▶ _Action item_: Repeat the listing in full, exactly as it stands.
Start of Block
//! In-memory TTL cache shared by the orchestrator and its collaborators.
//!
//! Entries carry their insertion time; the caller chooses the TTL on read so
//! one cache can serve values with different freshness requirements.

use std::collections::HashMap;
use std::hash::Hash;
use std::time::Duration;

use tokio::sync::Mutex;
use tokio::time::Instant;

/// Thread-safe key/value cache with read-time expiry.
pub struct TtlCache<K, V> {
    entries: Mutex<HashMap<K, (V, Instant)>>,
}

impl<K, V> TtlCache<K, V>
where
    K: Eq + Hash,
    V: Clone,
{
    pub fn new() -> Self {
        Self {
            entries: Mutex::new(HashMap::new()),
        }
    }

    /// Get a value if it was stored less than `ttl` ago.
    ///
    /// Expired entries are evicted on access.
    pub async fn get(&self, key: &K, ttl: Duration) -> Option<V> {
        let mut entries = self.entries.lock().await;
        match entries.get(key) {
            Some((value, stored_at)) if stored_at.elapsed() < ttl => Some(value.clone()),
            Some(_) => {
                entries.remove(key);
                None
            }
            None => None,
        }
    }

    /// Store a value stamped with the current time.
    pub async fn set(&self, key: K, value: V) {
        let mut entries = self.entries.lock().await;
        entries.insert(key, (value, Instant::now()));
    }

    /// Drop a single entry.
    pub async fn invalidate(&self, key: &K) {
        let mut entries = self.entries.lock().await;
        entries.remove(key);
    }
}

impl<K, V> Default for TtlCache<K, V>
where
    K: Eq + Hash,
    V: Clone,
{
    fn default() -> Self {
        Self::new()
    }
}
//! Regular equity session. Crypto pairs trade around the clock and are not
//! gated by it.

use std::fmt;

use chrono::{DateTime, Datelike, NaiveTime, Utc, Weekday};
use chrono_tz::Tz;
use serde::{Deserialize, Serialize};

/// Daily trading window in an exchange time zone, Monday to Friday.
#[derive(Debug, Clone, Copy, PartialEq, Serialize, Deserialize)]
pub struct MarketHours {
    /// Session open, exchange local time
    pub open: NaiveTime,

    /// Session close, exchange local time (inclusive)
    pub close: NaiveTime,

    pub timezone: Tz,
}

impl MarketHours {
    pub fn new(open: NaiveTime, close: NaiveTime, timezone: Tz) -> Self {
        Self {
            open,
            close,
            timezone,
        }
    }

    /// Whether `now` falls inside the session. Exchange holidays are not
    /// modelled.
    pub fn is_open_at(&self, now: DateTime<Utc>) -> bool {
        let local = now.with_timezone(&self.timezone);
        if matches!(local.weekday(), Weekday::Sat | Weekday::Sun) {
            return false;
        }
        let time = local.time();
        self.open <= time && time <= self.close
    }
}

impl Default for MarketHours {
    fn default() -> Self {
        Self {
            open: NaiveTime::from_hms_opt(9, 30, 0).unwrap_or_default(),
            close: NaiveTime::from_hms_opt(16, 0, 0).unwrap_or_default(),
            timezone: chrono_tz::America::New_York,
        }
    }
}

impl fmt::Display for MarketHours {
    fn fmt(&self, f: &mut fmt::Formatter<'_>) -> fmt::Result {
        write!(
            f,
            "{}-{} {}",
            self.open.format("%H:%M"),
            self.close.format("%H:%M"),
            self.timezone
        )
    }
}

/// Parse `HH:MM` (or `HH:MM:SS`) session times.
pub fn parse_session_time(s: &str) -> Result<NaiveTime, String> {
    let s = s.trim();
    NaiveTime::parse_from_str(s, "%H:%M")
        .or_else(|_| NaiveTime::parse_from_str(s, "%H:%M:%S"))
        .map_err(|e| format!("invalid session time '{}': {}", s, e))
}

pub fn parse_timezone(s: &str) -> Result<Tz, String> {
    s.trim()
        .parse::<Tz>()
        .map_err(|e| format!("invalid time zone '{}': {}", s, e))
}
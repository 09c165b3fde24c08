//! Converts buying power and a size multiplier into an order quantity.

use rust_decimal::{Decimal, RoundingStrategy};
use tracing::debug;

use super::strategy::EntryValidation;
use super::TradingConfig;

/// Calculator for entry quantities.
pub struct PositionSizer {
    config: TradingConfig,
}

impl PositionSizer {
    pub fn new(config: TradingConfig) -> Self {
        Self { config }
    }

    /// Round a raw quantity down to what can be ordered.
    fn round_quantity(&self, raw: Decimal, fractional: bool) -> Decimal {
        if fractional {
            raw.round_dp_with_strategy(self.config.fractional_precision, RoundingStrategy::ToZero)
        } else {
            raw.floor()
        }
    }

    /// Quantity to buy at `price` with `multiplier` applied to the allocation.
    ///
    /// The quantity never costs more than the available buying power. Denied
    /// when the result falls below the minimum quantity or notional.
    pub fn quantity(&self, buying_power: Decimal, price: Decimal, multiplier: f64) -> EntryValidation {
        self.size(buying_power, price, multiplier, self.config.allow_fractional)
    }

    /// Sizing for instruments traded in fractions, such as crypto pairs.
    /// Only the notional floor applies.
    pub fn fractional_quantity(&self, buying_power: Decimal, price: Decimal, multiplier: f64) -> EntryValidation {
        self.size(buying_power, price, multiplier, true)
    }

    fn size(&self, buying_power: Decimal, price: Decimal, multiplier: f64, fractional: bool) -> EntryValidation {
        if price <= Decimal::ZERO {
            return EntryValidation::deny(format!("Invalid price: {}", price));
        }
        if buying_power <= Decimal::ZERO {
            return EntryValidation::deny("No buying power");
        }

        let multiplier = match Decimal::try_from(multiplier) {
            Ok(m) if m > Decimal::ZERO => m,
            _ => return EntryValidation::deny(format!("Invalid size multiplier: {}", multiplier)),
        };

        let budget = buying_power * self.config.max_position_allocation * multiplier;
        let affordable = self.round_quantity(buying_power / price, fractional);
        let quantity = self.round_quantity(budget / price, fractional).min(affordable);
        let notional = quantity * price;

        debug!(
            buying_power = %buying_power,
            price = %price,
            multiplier = %multiplier.round_dp(4),
            quantity = %quantity,
            "Sized entry"
        );

        if quantity <= Decimal::ZERO || (!fractional && quantity < self.config.min_order_quantity) {
            return EntryValidation::deny(format!(
                "Quantity too small: {} < {}",
                quantity, self.config.min_order_quantity
            ));
        }
        if notional < self.config.min_order_notional {
            return EntryValidation::deny(format!(
                "Notional too small: {:.2} < {}",
                notional, self.config.min_order_notional
            ));
        }

        EntryValidation::allow(quantity)
    }
}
End of Block
▶ _The completed task_:
//! In-memory TTL cache shared by the orchestrator and its collaborators.
//!
//! Entries carry their insertion time; the caller chooses the TTL on read so
//! one cache can serve values with different freshness requirements.

use std::collections::HashMap;
use std::hash::Hash;
use std::time::Duration;

use tokio::sync::Mutex;
use tokio::time::Instant;

/// Thread-safe key/value cache with read-time expiry.
pub struct TtlCache<K, V> {
    entries: Mutex<HashMap<K, (V, Instant)>>,
}

impl<K, V> TtlCache<K, V>
where
    K: Eq + Hash,
    V: Clone,
{
    pub fn new() -> Self {
        Self {
            entries: Mutex::new(HashMap::new()),
        }
    }

    /// Get a value if it was stored less than `ttl` ago.
    ///
    /// Expired entries are evicted on access.
    pub async fn get(&self, key: &K, ttl: Duration) -> Option<V> {
        let mut entries = self.entries.lock().await;
        match entries.get(key) {
            Some((value, stored_at)) if stored_at.elapsed() < ttl => Some(value.clone()),
            Some(_) => {
                entries.remove(key);
                None
            }
            None => None,
        }
    }

    /// Store a value stamped with the current time.
    pub async fn set(&self, key: K, value: V) {
        let mut entries = self.entries.lock().await;
        entries.insert(key, (value, Instant::now()));
    }

    /// Drop a single entry.
    pub async fn invalidate(&self, key: &K) {
        let mut entries = self.entries.lock().await;
        entries.remove(key);
    }
}

impl<K, V> Default for TtlCache<K, V>
where
    K: Eq + Hash,
    V: Clone,
{
    fn default() -> Self {
        Self::new()
    }
}
//! Regular equity session. Crypto pairs trade around the clock and are not
//! gated by it.

use std::fmt;

use chrono::{DateTime, Datelike, NaiveTime, Utc, Weekday};
use chrono_tz::Tz;
use serde::{Deserialize, Serialize};

/// Daily trading window in an exchange time zone, Monday to Friday.
#[derive(Debug, Clone, Copy, PartialEq, Serialize, Deserialize)]
pub struct MarketHours {
    /// Session open, exchange local time
    pub open: NaiveTime,

    /// Session close, exchange local time (inclusive)
    pub close: NaiveTime,

    pub timezone: Tz,
}

impl MarketHours {
    pub fn new(open: NaiveTime, close: NaiveTime, timezone: Tz) -> Self {
        Self {
            open,
            close,
            timezone,
        }
    }

    /// Whether `now` falls inside the session. Exchange holidays are not
    /// modelled.
    pub fn is_open_at(&self, now: DateTime<Utc>) -> bool {
        let local = now.with_timezone(&self.timezone);
        if matches!(local.weekday(), Weekday::Sat | Weekday::Sun) {
            return false;
        }
        let time = local.time();
        self.open <= time && time <= self.close
    }
}

impl Default for MarketHours {
    fn default() -> Self {
        Self {
            open: NaiveTime::from_hms_opt(9, 30, 0).unwrap_or_default(),
            close: NaiveTime::from_hms_opt(16, 0, 0).unwrap_or_default(),
            timezone: chrono_tz::America::New_York,
        }
    }
}

impl fmt::Display for MarketHours {
    fn fmt(&self, f: &mut fmt::Formatter<'_>) -> fmt::Result {
        write!(
            f,
            "{}-{} {}",
            self.open.format("%H:%M"),
            self.close.format("%H:%M"),
            self.timezone
        )
    }
}

/// Parse `HH:MM` (or `HH:MM:SS`) session times.
pub fn parse_session_time(s: &str) -> Result<NaiveTime, String> {
    let s = s.trim();
    NaiveTime::parse_from_str(s, "%H:%M")
        .or_else(|_| NaiveTime::parse_from_str(s, "%H:%M:%S"))
        .map_err(|e| format!("invalid session time '{}': {}", s, e))
}

pub fn parse_timezone(s: &str) -> Result<Tz, String> {
    s.trim()
        .parse::<Tz>()
        .map_err(|e| format!("invalid time zone '{}': {}", s, e))
}
repository 09c165b3fde24c08
//! Converts buying power and a size multiplier into an order quantity.

use rust_decimal::{Decimal, RoundingStrategy};
use tracing::debug;

use super::strategy::EntryValidation;
use super::TradingConfig;

/// Calculator for entry quantities.
pub struct PositionSizer {
    config: TradingConfig,
}

impl PositionSizer {
    pub fn new(config: TradingConfig) -> Self {
        Self { config }
    }

    /// Round a raw quantity down to what can be ordered.
    fn round_quantity(&self, raw: Decimal, fractional: bool) -> Decimal {
        if fractional {
            raw.round_dp_with_strategy(self.config.fractional_precision, RoundingStrategy::ToZero)
        } else {
            raw.floor()
        }
    }

    /// Quantity to buy at `price` with `multiplier` applied to the allocation.
    ///
    /// The quantity never costs more than the available buying power. Denied
    /// when the result falls below the minimum quantity or notional.
    pub fn quantity(&self, buying_power: Decimal, price: Decimal, multiplier: f64) -> EntryValidation {
        self.size(buying_power, price, multiplier, self.config.allow_fractional)
    }

    /// Sizing for instruments traded in fractions, such as crypto pairs.
    /// Only the notional floor applies.
    pub fn fractional_quantity(&self, buying_power: Decimal, price: Decimal, multiplier: f64) -> EntryValidation {
        self.size(buying_power, price, multiplier, true)
    }

    fn size(&self, buying_power: Decimal, price: Decimal, multiplier: f64, fractional: bool) -> EntryValidation {
        if price <= Decimal::ZERO {
            return EntryValidation::deny(format!("Invalid price: {}", price));
        }
        if buying_power <= Decimal::ZERO {
            return EntryValidation::deny("No buying power");
        }

        let multiplier = match Decimal::try_from(multiplier) {
            Ok(m) if m > Decimal::ZERO => m,
            _ => return EntryValidation::deny(format!("Invalid size multiplier: {}", multiplier)),
        };

        let budget = buying_power * self.config.max_position_allocation * multiplier;
        let affordable = self.round_quantity(buying_power / price, fractional);
        let quantity = self.round_quantity(budget / price, fractional).min(affordable);
        let notional = quantity * price;

        debug!(
            buying_power = %buying_power,
            price = %price,
            multiplier = %multiplier.round_dp(4),
            quantity = %quantity,
            "Sized entry"
        );

        if quantity <= Decimal::ZERO || (!fractional && quantity < self.config.min_order_quantity) {
            return EntryValidation::deny(format!(
                "Quantity too small: {} < {}",
                quantity, self.config.min_order_quantity
            ));
        }
        if notional < self.config.min_order_notional {
            return EntryValidation::deny(format!(
                "Notional too small: {:.2} < {}",
                notional, self.config.min_order_notional
            ));
        }

        EntryValidation::allow(quantity)
    }
}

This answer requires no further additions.